WORK INSTRUCTION: Check every line below for the word "TaskKind" and show those that hold it.
=== RECORDS PROVIDED ===
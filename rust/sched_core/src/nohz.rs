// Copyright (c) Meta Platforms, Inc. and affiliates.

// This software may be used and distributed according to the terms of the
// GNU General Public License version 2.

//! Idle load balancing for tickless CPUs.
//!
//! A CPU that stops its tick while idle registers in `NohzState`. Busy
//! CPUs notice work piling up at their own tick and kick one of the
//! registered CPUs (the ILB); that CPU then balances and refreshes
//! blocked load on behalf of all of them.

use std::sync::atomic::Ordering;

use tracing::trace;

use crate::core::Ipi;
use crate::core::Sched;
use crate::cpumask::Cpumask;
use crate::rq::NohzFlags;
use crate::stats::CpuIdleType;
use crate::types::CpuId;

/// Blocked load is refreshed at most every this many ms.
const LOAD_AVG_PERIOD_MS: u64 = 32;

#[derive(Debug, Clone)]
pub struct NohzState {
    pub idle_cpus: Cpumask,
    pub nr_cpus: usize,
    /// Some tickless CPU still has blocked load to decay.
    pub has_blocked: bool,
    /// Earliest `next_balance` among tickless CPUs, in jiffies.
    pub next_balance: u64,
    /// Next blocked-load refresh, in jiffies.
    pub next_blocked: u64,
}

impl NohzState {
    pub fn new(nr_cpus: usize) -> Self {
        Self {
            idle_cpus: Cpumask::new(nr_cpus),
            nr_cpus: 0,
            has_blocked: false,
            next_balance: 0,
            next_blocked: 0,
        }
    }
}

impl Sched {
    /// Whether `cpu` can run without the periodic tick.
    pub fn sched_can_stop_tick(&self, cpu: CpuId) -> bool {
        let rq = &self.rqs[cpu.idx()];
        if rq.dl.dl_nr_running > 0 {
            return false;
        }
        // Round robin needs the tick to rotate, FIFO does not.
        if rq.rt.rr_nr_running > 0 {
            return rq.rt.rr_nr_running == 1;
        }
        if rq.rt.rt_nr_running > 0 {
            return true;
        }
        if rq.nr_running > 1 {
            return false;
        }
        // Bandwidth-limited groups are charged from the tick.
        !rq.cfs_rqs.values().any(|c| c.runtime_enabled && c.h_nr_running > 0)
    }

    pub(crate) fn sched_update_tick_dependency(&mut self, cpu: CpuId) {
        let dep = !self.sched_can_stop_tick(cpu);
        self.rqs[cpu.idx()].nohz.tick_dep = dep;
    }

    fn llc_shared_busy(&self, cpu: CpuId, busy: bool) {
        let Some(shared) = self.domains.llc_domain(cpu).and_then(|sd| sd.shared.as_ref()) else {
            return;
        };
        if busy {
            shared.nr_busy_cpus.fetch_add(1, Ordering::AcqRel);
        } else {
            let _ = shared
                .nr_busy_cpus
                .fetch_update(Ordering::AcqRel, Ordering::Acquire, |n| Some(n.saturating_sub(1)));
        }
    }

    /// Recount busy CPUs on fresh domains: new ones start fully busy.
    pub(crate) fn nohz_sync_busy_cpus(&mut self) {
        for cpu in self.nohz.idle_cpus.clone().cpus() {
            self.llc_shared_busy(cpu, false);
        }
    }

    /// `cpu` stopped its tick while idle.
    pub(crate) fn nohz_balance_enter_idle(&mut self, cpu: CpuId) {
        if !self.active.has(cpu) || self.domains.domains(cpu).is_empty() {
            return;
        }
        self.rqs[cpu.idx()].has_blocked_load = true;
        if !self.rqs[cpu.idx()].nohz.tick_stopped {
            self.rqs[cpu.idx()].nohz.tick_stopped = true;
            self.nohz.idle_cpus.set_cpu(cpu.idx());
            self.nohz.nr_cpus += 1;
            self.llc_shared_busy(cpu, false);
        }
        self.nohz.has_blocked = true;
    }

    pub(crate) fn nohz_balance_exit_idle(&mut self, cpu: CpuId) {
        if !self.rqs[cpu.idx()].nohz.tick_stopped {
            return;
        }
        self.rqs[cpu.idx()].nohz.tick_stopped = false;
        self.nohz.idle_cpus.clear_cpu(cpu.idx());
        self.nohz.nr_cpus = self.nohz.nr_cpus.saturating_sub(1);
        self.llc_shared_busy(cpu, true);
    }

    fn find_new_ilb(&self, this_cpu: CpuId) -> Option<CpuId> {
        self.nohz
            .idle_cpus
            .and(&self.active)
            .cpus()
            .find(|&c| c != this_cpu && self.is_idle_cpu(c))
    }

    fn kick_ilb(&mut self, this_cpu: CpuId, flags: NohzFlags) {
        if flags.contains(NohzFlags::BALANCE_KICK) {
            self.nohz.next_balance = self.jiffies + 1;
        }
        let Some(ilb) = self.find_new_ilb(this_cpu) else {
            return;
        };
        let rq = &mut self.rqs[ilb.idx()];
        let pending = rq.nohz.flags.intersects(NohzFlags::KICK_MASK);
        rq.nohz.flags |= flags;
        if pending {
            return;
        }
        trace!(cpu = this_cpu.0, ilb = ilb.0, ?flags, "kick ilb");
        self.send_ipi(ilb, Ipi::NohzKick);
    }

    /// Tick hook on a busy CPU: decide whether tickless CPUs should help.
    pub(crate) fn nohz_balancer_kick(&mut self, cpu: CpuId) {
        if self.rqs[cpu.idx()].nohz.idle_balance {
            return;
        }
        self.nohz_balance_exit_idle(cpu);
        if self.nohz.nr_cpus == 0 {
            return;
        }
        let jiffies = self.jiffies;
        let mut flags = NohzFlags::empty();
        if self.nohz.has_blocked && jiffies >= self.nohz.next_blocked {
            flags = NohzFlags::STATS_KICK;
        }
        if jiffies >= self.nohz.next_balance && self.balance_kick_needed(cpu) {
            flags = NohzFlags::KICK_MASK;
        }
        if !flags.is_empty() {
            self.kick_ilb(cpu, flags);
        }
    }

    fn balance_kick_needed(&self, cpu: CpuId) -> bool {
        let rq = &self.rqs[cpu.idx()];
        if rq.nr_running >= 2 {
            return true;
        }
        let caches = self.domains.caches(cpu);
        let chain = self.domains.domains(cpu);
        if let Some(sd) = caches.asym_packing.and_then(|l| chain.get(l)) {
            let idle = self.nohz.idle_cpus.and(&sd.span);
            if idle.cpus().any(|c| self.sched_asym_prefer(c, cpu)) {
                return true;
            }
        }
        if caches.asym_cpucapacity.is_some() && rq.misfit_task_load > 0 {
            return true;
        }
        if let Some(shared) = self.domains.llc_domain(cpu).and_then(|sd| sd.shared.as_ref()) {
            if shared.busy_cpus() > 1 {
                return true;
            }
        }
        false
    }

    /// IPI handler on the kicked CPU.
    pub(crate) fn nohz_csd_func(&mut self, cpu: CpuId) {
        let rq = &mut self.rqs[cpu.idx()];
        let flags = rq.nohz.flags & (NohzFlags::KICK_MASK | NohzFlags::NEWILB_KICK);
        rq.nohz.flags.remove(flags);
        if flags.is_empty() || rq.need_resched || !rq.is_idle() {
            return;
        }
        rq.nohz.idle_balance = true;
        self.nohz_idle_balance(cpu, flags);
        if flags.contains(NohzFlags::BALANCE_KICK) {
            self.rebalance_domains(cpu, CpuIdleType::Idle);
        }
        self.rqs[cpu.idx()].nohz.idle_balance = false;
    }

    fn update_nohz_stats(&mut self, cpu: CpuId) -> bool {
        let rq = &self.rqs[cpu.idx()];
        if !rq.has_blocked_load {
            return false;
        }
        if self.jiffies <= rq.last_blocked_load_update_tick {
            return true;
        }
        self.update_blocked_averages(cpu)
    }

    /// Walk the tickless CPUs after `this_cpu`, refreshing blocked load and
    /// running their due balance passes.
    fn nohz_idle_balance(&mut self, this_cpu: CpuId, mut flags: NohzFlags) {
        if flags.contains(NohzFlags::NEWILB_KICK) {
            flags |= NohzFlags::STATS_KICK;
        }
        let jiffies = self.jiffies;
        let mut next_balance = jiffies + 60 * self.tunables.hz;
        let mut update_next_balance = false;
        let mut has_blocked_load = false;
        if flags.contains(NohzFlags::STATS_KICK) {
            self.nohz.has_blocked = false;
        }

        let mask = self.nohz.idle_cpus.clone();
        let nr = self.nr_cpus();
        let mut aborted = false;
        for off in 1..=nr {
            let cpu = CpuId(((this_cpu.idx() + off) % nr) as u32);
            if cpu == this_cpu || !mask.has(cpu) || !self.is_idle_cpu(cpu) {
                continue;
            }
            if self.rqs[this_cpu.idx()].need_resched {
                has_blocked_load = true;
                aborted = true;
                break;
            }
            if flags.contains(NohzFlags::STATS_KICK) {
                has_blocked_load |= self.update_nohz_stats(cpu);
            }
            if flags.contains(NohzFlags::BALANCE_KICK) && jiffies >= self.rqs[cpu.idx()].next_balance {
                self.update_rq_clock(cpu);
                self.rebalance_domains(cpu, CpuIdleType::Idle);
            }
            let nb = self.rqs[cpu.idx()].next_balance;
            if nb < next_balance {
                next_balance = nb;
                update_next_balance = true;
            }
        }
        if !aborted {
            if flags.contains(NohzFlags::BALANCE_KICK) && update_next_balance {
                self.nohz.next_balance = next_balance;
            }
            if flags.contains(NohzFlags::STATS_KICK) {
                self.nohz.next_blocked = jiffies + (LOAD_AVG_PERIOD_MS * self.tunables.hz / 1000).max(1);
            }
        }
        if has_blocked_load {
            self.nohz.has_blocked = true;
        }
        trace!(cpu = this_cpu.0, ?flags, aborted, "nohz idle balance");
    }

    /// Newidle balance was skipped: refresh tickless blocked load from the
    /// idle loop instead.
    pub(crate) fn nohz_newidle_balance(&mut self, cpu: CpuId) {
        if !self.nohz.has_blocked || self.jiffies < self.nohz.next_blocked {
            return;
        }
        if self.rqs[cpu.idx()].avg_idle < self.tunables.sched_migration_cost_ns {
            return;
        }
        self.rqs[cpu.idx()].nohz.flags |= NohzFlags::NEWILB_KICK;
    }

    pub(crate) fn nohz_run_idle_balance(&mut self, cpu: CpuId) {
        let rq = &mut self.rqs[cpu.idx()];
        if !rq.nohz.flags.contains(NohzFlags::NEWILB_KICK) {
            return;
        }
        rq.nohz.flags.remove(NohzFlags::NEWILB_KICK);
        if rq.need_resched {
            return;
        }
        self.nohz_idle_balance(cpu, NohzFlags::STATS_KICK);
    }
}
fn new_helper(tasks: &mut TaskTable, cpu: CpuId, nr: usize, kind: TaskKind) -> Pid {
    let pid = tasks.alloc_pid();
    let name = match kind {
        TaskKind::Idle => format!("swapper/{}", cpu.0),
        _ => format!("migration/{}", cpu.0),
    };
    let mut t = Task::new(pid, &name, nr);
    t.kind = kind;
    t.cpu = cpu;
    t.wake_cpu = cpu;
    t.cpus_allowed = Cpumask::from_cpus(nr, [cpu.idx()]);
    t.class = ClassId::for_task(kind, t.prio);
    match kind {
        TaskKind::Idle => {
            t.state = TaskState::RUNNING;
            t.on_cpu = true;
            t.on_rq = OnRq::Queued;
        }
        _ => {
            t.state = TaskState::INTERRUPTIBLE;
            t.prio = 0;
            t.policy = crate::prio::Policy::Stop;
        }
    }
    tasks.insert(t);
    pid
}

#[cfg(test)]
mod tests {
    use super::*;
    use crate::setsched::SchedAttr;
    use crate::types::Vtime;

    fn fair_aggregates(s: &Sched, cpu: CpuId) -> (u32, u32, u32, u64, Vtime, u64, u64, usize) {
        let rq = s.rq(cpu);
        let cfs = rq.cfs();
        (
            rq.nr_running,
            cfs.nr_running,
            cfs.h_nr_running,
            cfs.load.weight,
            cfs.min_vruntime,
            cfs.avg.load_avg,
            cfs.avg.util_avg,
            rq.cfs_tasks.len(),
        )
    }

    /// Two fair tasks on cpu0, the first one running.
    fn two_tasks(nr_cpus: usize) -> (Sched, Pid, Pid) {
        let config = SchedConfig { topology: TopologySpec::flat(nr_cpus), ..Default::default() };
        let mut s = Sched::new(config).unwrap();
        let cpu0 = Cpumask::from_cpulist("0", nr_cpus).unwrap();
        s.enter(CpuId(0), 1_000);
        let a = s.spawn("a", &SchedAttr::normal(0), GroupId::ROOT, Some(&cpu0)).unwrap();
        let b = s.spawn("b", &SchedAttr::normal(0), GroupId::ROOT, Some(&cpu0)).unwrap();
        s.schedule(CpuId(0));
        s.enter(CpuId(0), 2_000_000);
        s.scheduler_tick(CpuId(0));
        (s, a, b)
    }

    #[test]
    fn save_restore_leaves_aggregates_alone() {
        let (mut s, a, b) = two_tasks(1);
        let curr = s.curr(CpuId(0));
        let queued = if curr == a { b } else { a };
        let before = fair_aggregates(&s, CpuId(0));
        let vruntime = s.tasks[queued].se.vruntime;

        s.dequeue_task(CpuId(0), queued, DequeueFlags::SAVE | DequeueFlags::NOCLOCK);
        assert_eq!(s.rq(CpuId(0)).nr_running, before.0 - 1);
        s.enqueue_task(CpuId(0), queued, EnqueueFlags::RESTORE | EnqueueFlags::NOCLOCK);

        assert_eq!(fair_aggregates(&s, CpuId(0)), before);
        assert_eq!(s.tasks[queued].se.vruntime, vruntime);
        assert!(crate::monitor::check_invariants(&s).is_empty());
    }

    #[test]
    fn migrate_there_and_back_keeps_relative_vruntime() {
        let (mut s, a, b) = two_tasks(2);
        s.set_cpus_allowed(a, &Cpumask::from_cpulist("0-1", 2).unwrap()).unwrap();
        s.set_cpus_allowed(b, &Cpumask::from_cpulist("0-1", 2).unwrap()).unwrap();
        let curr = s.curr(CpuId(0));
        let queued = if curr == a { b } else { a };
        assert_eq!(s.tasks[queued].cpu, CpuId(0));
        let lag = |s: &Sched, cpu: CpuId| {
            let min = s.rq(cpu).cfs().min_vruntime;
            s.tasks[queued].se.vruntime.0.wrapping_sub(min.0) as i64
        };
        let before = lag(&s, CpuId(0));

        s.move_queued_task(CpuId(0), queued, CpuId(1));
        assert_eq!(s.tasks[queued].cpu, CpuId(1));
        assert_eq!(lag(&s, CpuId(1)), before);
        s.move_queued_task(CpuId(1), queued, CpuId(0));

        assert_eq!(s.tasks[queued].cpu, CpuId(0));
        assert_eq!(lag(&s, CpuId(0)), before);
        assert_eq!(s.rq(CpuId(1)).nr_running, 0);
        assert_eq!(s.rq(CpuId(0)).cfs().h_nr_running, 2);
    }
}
===
REPLY TO THE EXERCISE:
fn new_helper(tasks: &mut TaskTable, cpu: CpuId, nr: usize, kind: TaskKind) -> Pid {
        TaskKind::Idle => format!("swapper/{}", cpu.0),
        TaskKind::Idle => {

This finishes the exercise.